For his next trick, Relan used $100,000 of his own to woo angel funding for a company that dealt in online security. It eventually garnered $10 million in venture capital and was sold for five times that amount.

The experience convinced Relan that the notion of a $100,000 startup was viable. YouWeb was born a few years later, in 2007, seeded with $700,000 from Relan and three friends: Silver Lake Partners co-founder David Roux, former Kleiner Perkins partner Dave Whorton and Praful Shah, a veteran of Oracle and WebEx.

Adding up

Today, Relan estimates, the four companies in YouWeb’s stable could be worth a collective $1 billion.

Colin Sebastian, an analyst with Lazard Capital Markets, calls that estimate “not outside the realm of possibility,” given the skyrocketing valuations of private companies like Zynga, which plays in the same online gaming space as YouWeb’s CrowdStar.

Relan admits that incubators acquired a taint in the dot-com bust, as operators such as idealab and CMGI imploded. Part of the reason, he says, is that there wasn’t enough focus on the entrepreneurs. “We don’t accept business plans or teams or ideas or products,” he says. “All I’m interested in is, ‘Is this the next Zuck?'”

He’s not the only one in the market: Just last week, former PayPal executive Dave McClure announced a small-business “accelerator” called 500 Startups. And Russian investment giant DST created a hubbub with the recent announcement that it will offer $150,000 to each startup in Mountain View’s Y Combinator.

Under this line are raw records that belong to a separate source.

//! Console logging.
//!
//! Dual output (colored stdout + plain `realtime-console.log`) with
//! thread-safe, once-only initialization.

use crate::error::ConsoleError;

use std::env;
use std::fmt::Arguments;
use std::io::stdout;
use std::path::Path;
use std::sync::Once;
use std::sync::atomic::{AtomicBool, Ordering};
use std::time::SystemTime;

use fern::colors::Color::{Blue, Green, Magenta, Red, Yellow};
use fern::colors::ColoredLevelConfig;
use fern::{Dispatch, FormatCallback};
use humantime::format_rfc3339;
use log::{LevelFilter, Record, info, warn};

static INIT_LOGGER_ONCE: Once = Once::new();

static LOGGER_ALREADY_CALLED: AtomicBool = AtomicBool::new(false);

pub const LOG_FILE_NAME: &str = "realtime-console.log";

/// Overrides the default level (`error`, `warn`, `info`, `debug`, `trace`, `off`).
pub const ENV_LOG_LEVEL: &str = "REALTIME_LOG_LEVEL";

const LOGGER_ALREADY_INITIALIZED_MESSAGE: &str = "Logger already initialized";

#[cfg(debug_assertions)]
const DEFAULT_LOG_LEVEL: LevelFilter = LevelFilter::Debug;

#[cfg(not(debug_assertions))]
const DEFAULT_LOG_LEVEL: LevelFilter = LevelFilter::Info;

/// Socket and HTTP internals are only interesting when something is broken.
const QUIET_TARGETS: [(&str, LevelFilter); 4] = [
    ("tungstenite", LevelFilter::Warn),
    ("tokio_tungstenite", LevelFilter::Warn),
    ("hyper_util", LevelFilter::Warn),
    ("reqwest", LevelFilter::Info),
];

/// Initialize the logger with dual output (stdout + file).
///
/// Safe to call more than once: later calls log a warning and return Ok.
///
/// # Errors
///
/// Returns [`ConsoleError::Console`] if the log file cannot be created or a
/// global logger is already installed by someone else.
pub fn initialize(log_dir: &Path) -> Result<(), ConsoleError> {
    if LOGGER_ALREADY_CALLED.swap(true, Ordering::SeqCst) {
        warn!("{LOGGER_ALREADY_INITIALIZED_MESSAGE}");
        return Ok(());
    }

    let level = level_from(env::var(ENV_LOG_LEVEL).ok().as_deref());
    let mut result = Ok(());

    INIT_LOGGER_ONCE.call_once(|| {
        result = initialize_internal(log_dir, level);
        if result.is_ok() {
            info!("Logger initialized with level: {level:?}");
        }
    });

    result
}

/// Resolve the level from an optional override, falling back to the build default.
pub fn level_from(raw: Option<&str>) -> LevelFilter {
    raw.and_then(|value| value.trim().parse::<LevelFilter>().ok())
        .unwrap_or(DEFAULT_LOG_LEVEL)
}

#[track_caller]
fn initialize_internal(log_dir: &Path, level: LevelFilter) -> Result<(), ConsoleError> {
    let log_file_path = log_dir.join(LOG_FILE_NAME);

    let colors = ColoredLevelConfig::new()
        .debug(Blue)
        .info(Green)
        .warn(Yellow)
        .error(Red)
        .trace(Magenta);

    let mut base_dispatch = Dispatch::new().level(level);
    for (target, quiet) in QUIET_TARGETS {
        base_dispatch = base_dispatch.level_for(target, quiet.min(level));
    }

    let stdout_dispatch = Dispatch::new()
        .format(move |out, message, record| {
            write_line(out, message, record, colors.color(record.level()))
        })
        .chain(stdout());

    let log_file = fern::log_file(&log_file_path)
        .map_err(|e| ConsoleError::console(format!("Failed to create log file: {e}")))?;

    let file_dispatch = Dispatch::new()
        .format(|out, message, record| write_line(out, message, record, record.level()))
        .chain(log_file);

    base_dispatch
        .chain(stdout_dispatch)
        .chain(file_dispatch)
        .apply()
        .map_err(|e| ConsoleError::console(format!("Failed to initialize logger: {e}")))?;

    Ok(())
}

fn write_line(
    out: FormatCallback<'_>,
    message: &Arguments<'_>,
    record: &Record<'_>,
    level: impl std::fmt::Display,
) {
    out.finish(format_args!(
        "[{date} - {level}] {message} [{file}:{line}]",
        date = format_rfc3339(SystemTime::now()),
        file = record.file().unwrap_or("unknown"),
        line = record.line().unwrap_or(0),
    ))
}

One of YouWeb’s startups, a mobile gaming platform called OpenFeint, has raised $12 million from outside funders. But CEO Jason Citron displays a touch of envy when another of Relan’s entrepreneurs, Rajat Gupta, says he’s already getting acquisition feelers for his 10-month-old company, iSwifter. Its software lets games and applications written in Flash work on iPhones and iPads, circumventing Apple CEO Steve Jobs’ ban on Adobe’s Flash.

The feud between Jobs and Adobe Systems is what Relan calls a “disruptive event” — a sudden change in the tech landscape that sparks opportunity. The rise of Facebook was another, giving companies like game maker CrowdStar a base of potential customers.

Relan says CrowdStar is the second-largest purveyor of Facebook games behind Zynga — which is a bit like calling somebody the second-greatest boxer named Muhammad Ali. Still, says analyst Sebastian, “They have a lot of potential.”

Contact Peter Delevett at 408-271-3638.

current YouWeb startups:

CrowdStar: Game publisher for Facebook. Founded July 2008 by Suren Markosian.
iSwifter: Enables Flash games and applications to run on iPhone and iPad. Founded April 2010 by Rajat Gupta.
OpenFeint: Platform for developers of mobile games. Founded July 2008 by Jason Citron.
Sibblingz: Enables games to be played on multiple platforms (mobile, desktop, TV, etc.). Founded May 2008 by Ben Savage.